The expense under consideration was not incurred or paid by petitioner’s firm and ivas not a partnership expense. It was incurred and paid by him as an individual. On the other hand, petitioner was not proceeding pro bono publico, but, so far as the record discloses, for the selfish purpose of protecting his own business, and in doing so was cooperating with the New York Stock Exchange, other private individuals, and the District Attorney. We can not see that the manner in which the money was paid, that is, whether petitioner proceeded alone or cooperated with others, changes the payment from a business into a purely personal expense. Cf. G. T. Wofford, 15 B. T. A. 1225. The fact remains that the bucket shops and their central agency were suppressed and, with them, their attendant injurious effects on the petitioner’s business and investments in seats on the various exchanges. Neither do we think that because, in thus *450protecting his business interests, petitioner did not request his partners to contribute but proceeded on his own account is, under the facts of this proceeding, material. If in his judgment independent action on his part was proper, we can not say that he was bound to refrain from action unless the partnership assumed the obligation.
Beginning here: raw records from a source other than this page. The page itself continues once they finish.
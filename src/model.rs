//! Data models for cart packing.
//!
//! This module defines the fundamental data structures of the packing pipeline:
//! - `CartLine`: An item definition with a quantity, as it arrives from the cart
//! - `Item`: One physical unit to ship, produced by `expand_cart`
//! - `BoxDefinition` / `BoxInventory`: Candidate shipping boxes
//! - `PackedBox`: The packer's working accumulator
//! - `Package`: A finalized box as handed to rating and label printing

use std::collections::BTreeMap;

use serde::{Deserialize, Serialize};
#[allow(unused_imports)]
use serde_json::json;
use thiserror::Error;
use utoipa::ToSchema;

use crate::types::{Dimensional, Dims, OUNCES_PER_POUND, Weighted, round2, validation};

/// Box type reported for packages created when no inventory box fits.
pub const CUSTOM_BOX_TYPE: &str = "custom";

/// Largest quantity a single cart line may order.
pub const MAX_QUANTITY: u32 = 1_000;

/// Largest number of physical units a cart may expand to.
pub const MAX_EXPANDED_ITEMS: usize = 10_000;

/// Validation error for cart and catalog data.
#[derive(Debug, Clone, PartialEq, Error)]
pub enum ValidationError {
    #[error("Invalid dimension: {0}")]
    InvalidDimension(String),
    #[error("Invalid weight: {0}")]
    InvalidWeight(String),
    #[error("Invalid quantity: {0}")]
    InvalidQuantity(String),
    #[error("Invalid configuration: {0}")]
    InvalidConfiguration(String),
}

/// A cart line: one product definition and how many units are ordered.
///
/// Dimensions are in inches, weight in ounces per unit.
#[derive(Clone, Debug, Serialize, Deserialize, ToSchema)]
#[schema(example = json!({
    "id": "mug-12oz",
    "length": 6.0,
    "width": 5.0,
    "height": 3.0,
    "weight": 100.0,
    "quantity": 2
}))]
pub struct CartLine {
    pub id: String,
    pub length: f64,
    pub width: f64,
    pub height: f64,
    pub weight: f64,
    #[serde(default = "default_quantity")]
    pub quantity: u32,
}

fn default_quantity() -> u32 {
    1
}

impl CartLine {
    /// Creates a cart line with validation.
    ///
    /// # Examples
    /// ```
    /// use usps_box_packer::model::CartLine;
    ///
    /// assert!(CartLine::new("a", (8.0, 6.0, 4.0), 300.0, 1).is_ok());
    /// assert!(CartLine::new("b", (8.0, 0.0, 4.0), 300.0, 1).is_err());
    /// assert!(CartLine::new("c", (8.0, 6.0, 4.0), 300.0, 0).is_err());
    /// ```
    pub fn new(
        id: impl Into<String>,
        dims: (f64, f64, f64),
        weight: f64,
        quantity: u32,
    ) -> Result<Self, ValidationError> {
        let line = Self {
            id: id.into(),
            length: dims.0,
            width: dims.1,
            height: dims.2,
            weight,
            quantity,
        };
        line.validate()?;
        Ok(line)
    }

    /// Checks the positive-dimension, positive-weight and quantity invariants.
    pub fn validate(&self) -> Result<(), ValidationError> {
        validation::validate_dims(&self.dimensions(), &format!("Item '{}'", self.id))?;
        validation::validate_weight(self.weight, &format!("Item '{}' weight", self.id))?;
        if self.quantity == 0 {
            return Err(ValidationError::InvalidQuantity(format!(
                "Item '{}' quantity must be at least 1",
                self.id
            )));
        }
        if self.quantity > MAX_QUANTITY {
            return Err(ValidationError::InvalidQuantity(format!(
                "Item '{}' quantity {} exceeds the limit of {}",
                self.id, self.quantity, MAX_QUANTITY
            )));
        }
        Ok(())
    }

    /// Weight of the whole line (unit weight × quantity).
    pub fn line_weight(&self) -> f64 {
        self.weight * f64::from(self.quantity)
    }

    /// Volume of the whole line (unit volume × quantity).
    pub fn line_volume(&self) -> f64 {
        self.dimensions().volume() * f64::from(self.quantity)
    }
}

impl Dimensional for CartLine {
    fn dimensions(&self) -> Dims {
        Dims::new(self.length, self.width, self.height)
    }
}

/// A single physical unit to ship.
#[derive(Clone, Debug, PartialEq, Serialize, ToSchema)]
pub struct Item {
    pub id: String,
    pub dims: Dims,
    /// Weight in ounces.
    pub weight: f64,
    /// Cached `length × width × height`.
    pub volume: f64,
}

impl Item {
    /// Creates a new item with validation. The volume is computed once here.
    pub fn new(id: impl Into<String>, dims: Dims, weight: f64) -> Result<Self, ValidationError> {
        let id = id.into();
        validation::validate_dims(&dims, &format!("Item '{id}'"))?;
        validation::validate_weight(weight, &format!("Item '{id}' weight"))?;
        Ok(Self {
            id,
            volume: dims.volume(),
            dims,
            weight,
        })
    }
}

impl Dimensional for Item {
    fn dimensions(&self) -> Dims {
        self.dims
    }

    fn volume(&self) -> f64 {
        self.volume
    }
}

impl Weighted for Item {
    fn weight_oz(&self) -> f64 {
        self.weight
    }
}

/// Flattens a cart into one `Item` per physical unit.
///
/// Lines are validated first; a malformed line rejects the whole cart instead
/// of being coerced. Items keep cart order, units of a line stay adjacent.
/// Carts expanding to more than [`MAX_EXPANDED_ITEMS`] units are rejected
/// before anything is allocated for them.
///
/// # Examples
/// ```
/// use usps_box_packer::model::{CartLine, expand_cart};
///
/// let cart = vec![CartLine::new("mug", (6.0, 5.0, 3.0), 100.0, 3).unwrap()];
/// let items = expand_cart(&cart).unwrap();
/// assert_eq!(items.len(), 3);
/// assert_eq!(items[0].volume, 90.0);
/// ```
pub fn expand_cart(lines: &[CartLine]) -> Result<Vec<Item>, ValidationError> {
    let mut total: usize = 0;
    for line in lines {
        line.validate()?;
        total = total.saturating_add(line.quantity as usize);
        if total > MAX_EXPANDED_ITEMS {
            return Err(ValidationError::InvalidQuantity(format!(
                "cart expands to more than {MAX_EXPANDED_ITEMS} items"
            )));
        }
    }

    let mut items = Vec::with_capacity(total);
    for line in lines {
        for _ in 0..line.quantity {
            items.push(Item::new(line.id.clone(), line.dimensions(), line.weight)?);
        }
    }
    Ok(items)
}

/// Packaging material of a box. Reporting only; the packer ignores it.
#[derive(Clone, Copy, Debug, Default, PartialEq, Eq, Serialize, Deserialize, ToSchema)]
#[serde(rename_all = "lowercase")]
pub enum BoxKind {
    Soft,
    #[default]
    Rigid,
}

/// A candidate shipping box from the merchant's inventory.
///
/// Dimensions are interior usable inches; weights are ounces.
#[derive(Clone, Debug, PartialEq, Serialize, Deserialize, ToSchema)]
#[schema(example = json!({
    "name": "Small box",
    "length": 8.0,
    "width": 6.0,
    "height": 4.0,
    "max_weight": 320.0,
    "tare_weight": 3.0,
    "kind": "rigid"
}))]
pub struct BoxDefinition {
    #[serde(default)]
    pub name: Option<String>,
    pub length: f64,
    pub width: f64,
    pub height: f64,
    pub max_weight: f64,
    #[serde(default)]
    pub tare_weight: f64,
    #[serde(default)]
    pub kind: BoxKind,
}

impl BoxDefinition {
    /// Creates a new box definition after validating the parameters.
    pub fn new(
        name: Option<String>,
        dims: (f64, f64, f64),
        max_weight: f64,
        tare_weight: f64,
        kind: BoxKind,
    ) -> Result<Self, ValidationError> {
        let definition = Self {
            name,
            length: dims.0,
            width: dims.1,
            height: dims.2,
            max_weight,
            tare_weight,
            kind,
        };
        definition.validate()?;
        Ok(definition)
    }

    /// Checks dimensions, capacity and tare.
    pub fn validate(&self) -> Result<(), ValidationError> {
        validation::validate_dims(&self.dimensions(), "Box")?;
        validation::validate_weight(self.max_weight, "Box max weight")?;
        validation::validate_non_negative_weight(self.tare_weight, "Box tare weight")?;
        Ok(())
    }
}

impl Dimensional for BoxDefinition {
    fn dimensions(&self) -> Dims {
        Dims::new(self.length, self.width, self.height)
    }
}

/// Validated, non-empty snapshot of the box inventory.
///
/// Keys are opaque identifiers reported back on each package. The map is
/// ordered so that equal-volume boxes are always tried in key order.
#[derive(Clone, Debug, PartialEq, Serialize, ToSchema)]
pub struct BoxInventory {
    boxes: BTreeMap<String, BoxDefinition>,
}

impl BoxInventory {
    /// Validates every definition and rejects an empty inventory.
    pub fn new(boxes: BTreeMap<String, BoxDefinition>) -> Result<Self, ValidationError> {
        if boxes.is_empty() {
            return Err(ValidationError::InvalidConfiguration(
                "box inventory must contain at least one box".to_string(),
            ));
        }
        for (key, definition) in &boxes {
            definition.validate().map_err(|err| {
                ValidationError::InvalidConfiguration(format!("box '{key}': {err}"))
            })?;
        }
        Ok(Self { boxes })
    }

    /// Wraps built-in definitions that are known to be valid.
    pub(crate) fn from_trusted(boxes: BTreeMap<String, BoxDefinition>) -> Self {
        debug_assert!(!boxes.is_empty());
        Self { boxes }
    }

    /// Builds an inventory from `(key, definition)` pairs.
    pub fn from_entries<K: Into<String>>(
        entries: impl IntoIterator<Item = (K, BoxDefinition)>,
    ) -> Result<Self, ValidationError> {
        Self::new(entries.into_iter().map(|(k, v)| (k.into(), v)).collect())
    }

    /// Looks up a box by key.
    pub fn get(&self, key: &str) -> Option<&BoxDefinition> {
        self.boxes.get(key)
    }

    /// Number of box definitions.
    pub fn len(&self) -> usize {
        self.boxes.len()
    }

    /// Always `false` for a constructed inventory; kept for API symmetry.
    pub fn is_empty(&self) -> bool {
        self.boxes.is_empty()
    }

    /// Iterates boxes in key order.
    pub fn iter(&self) -> impl Iterator<Item = (&str, &BoxDefinition)> {
        self.boxes.iter().map(|(k, v)| (k.as_str(), v))
    }

    /// Boxes sorted by interior volume ascending; equal volumes keep key order.
    pub fn by_volume(&self) -> Vec<(&str, &BoxDefinition)> {
        let mut sorted: Vec<_> = self.iter().collect();
        sorted.sort_by(|a, b| a.1.volume().total_cmp(&b.1.volume()));
        sorted
    }
}

/// Working accumulator for one box during the packing pass.
///
/// Every accepted item produces a new value via [`PackedBox::with_item`];
/// the running totals are never patched in place from outside.
#[derive(Clone, Debug, PartialEq)]
pub struct PackedBox {
    pub(crate) box_type: String,
    pub(crate) definition: BoxDefinition,
    pub(crate) items: Vec<Item>,
    pub(crate) current_weight: f64,
    pub(crate) used_volume: f64,
    pub(crate) stacked_height: f64,
    pub(crate) is_oversized: bool,
}

impl PackedBox {
    /// Opens an inventory box holding its first item.
    pub fn open(box_type: impl Into<String>, definition: BoxDefinition, first: Item) -> Self {
        Self {
            box_type: box_type.into(),
            definition,
            items: Vec::new(),
            current_weight: 0.0,
            used_volume: 0.0,
            stacked_height: 0.0,
            is_oversized: false,
        }
        .with_item(first)
    }

    /// Wraps a single item that fits no inventory box in a custom package.
    ///
    /// The package is the item padded by `padding` inches on each axis, with
    /// an estimated packaging tare of `tare_weight` ounces.
    pub fn oversized(item: Item, padding: f64, tare_weight: f64) -> Self {
        let dims = item.dims.padded(padding);
        let definition = BoxDefinition {
            name: Some("Custom oversized package".to_string()),
            length: dims.length,
            width: dims.width,
            height: dims.height,
            max_weight: item.weight,
            tare_weight,
            kind: BoxKind::Rigid,
        };
        Self {
            box_type: CUSTOM_BOX_TYPE.to_string(),
            definition,
            items: Vec::new(),
            current_weight: 0.0,
            used_volume: 0.0,
            stacked_height: 0.0,
            is_oversized: true,
        }
        .with_item(item)
    }

    /// Returns the box with `item` appended and all running totals updated.
    ///
    /// The stack grows by the item's shortest edge regardless of which edge
    /// passed the height check.
    pub fn with_item(self, item: Item) -> Self {
        let Self {
            box_type,
            definition,
            mut items,
            current_weight,
            used_volume,
            stacked_height,
            is_oversized,
        } = self;
        let current_weight = current_weight + item.weight;
        let used_volume = used_volume + item.volume;
        let stacked_height = stacked_height + item.dims.min_edge();
        items.push(item);
        Self {
            box_type,
            definition,
            items,
            current_weight,
            used_volume,
            stacked_height,
            is_oversized,
        }
    }

    pub fn box_type(&self) -> &str {
        &self.box_type
    }

    pub fn definition(&self) -> &BoxDefinition {
        &self.definition
    }

    pub fn items(&self) -> &[Item] {
        &self.items
    }

    pub fn current_weight(&self) -> f64 {
        self.current_weight
    }

    pub fn used_volume(&self) -> f64 {
        self.used_volume
    }

    pub fn stacked_height(&self) -> f64 {
        self.stacked_height
    }

    pub fn is_oversized(&self) -> bool {
        self.is_oversized
    }
}

/// A finalized package, ready for rating and label printing.
#[derive(Clone, Debug, PartialEq, Serialize, ToSchema)]
pub struct Package {
    pub box_type: String,
    pub name: Option<String>,
    pub dims: Dims,
    pub items: Vec<Item>,
    /// Sum of contained item weights, without tare.
    pub contents_weight_oz: f64,
    /// Shipping weight: contents plus tare, rounded up to a whole ounce.
    pub weight_oz: f64,
    pub max_weight: f64,
    pub used_volume: f64,
    pub is_oversized: bool,
}

impl Package {
    /// Number of items in the package.
    pub fn item_count(&self) -> usize {
        self.items.len()
    }

    /// Shipping weight in pounds, rounded to two decimals.
    pub fn weight_lbs(&self) -> f64 {
        round2(self.weight_oz / OUNCES_PER_POUND)
    }

    /// Share of the box volume occupied by items, in percent.
    pub fn utilization_percent(&self) -> f64 {
        let total = self.dims.volume();
        if total <= 0.0 {
            return 0.0;
        }
        (self.used_volume / total) * 100.0
    }
}

impl Dimensional for Package {
    fn dimensions(&self) -> Dims {
        self.dims
    }
}

impl Weighted for Package {
    fn weight_oz(&self) -> f64 {
        self.weight_oz
    }
}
One has the right to expend his individual money to protect his business interests whether such interests be in a partnership or a corporation and when the proper necessity is shown such expenditures are deductible as business expenses. Cf. Alfred LeBlanc, 7 B. T. A. 256, and Harold Mortenson, 3 B. T. A. 300. The test is whether the expense is directly connected with or proximately resulted from petitioner’s business. Kornhauser v. United States, 276 U. S. 145. Tried by this test we are of opinion that petitioner should be permitted to deduct the net sum of $7,448.70 expended by him in the protection of his business.

Decision will he entered under Bule 50.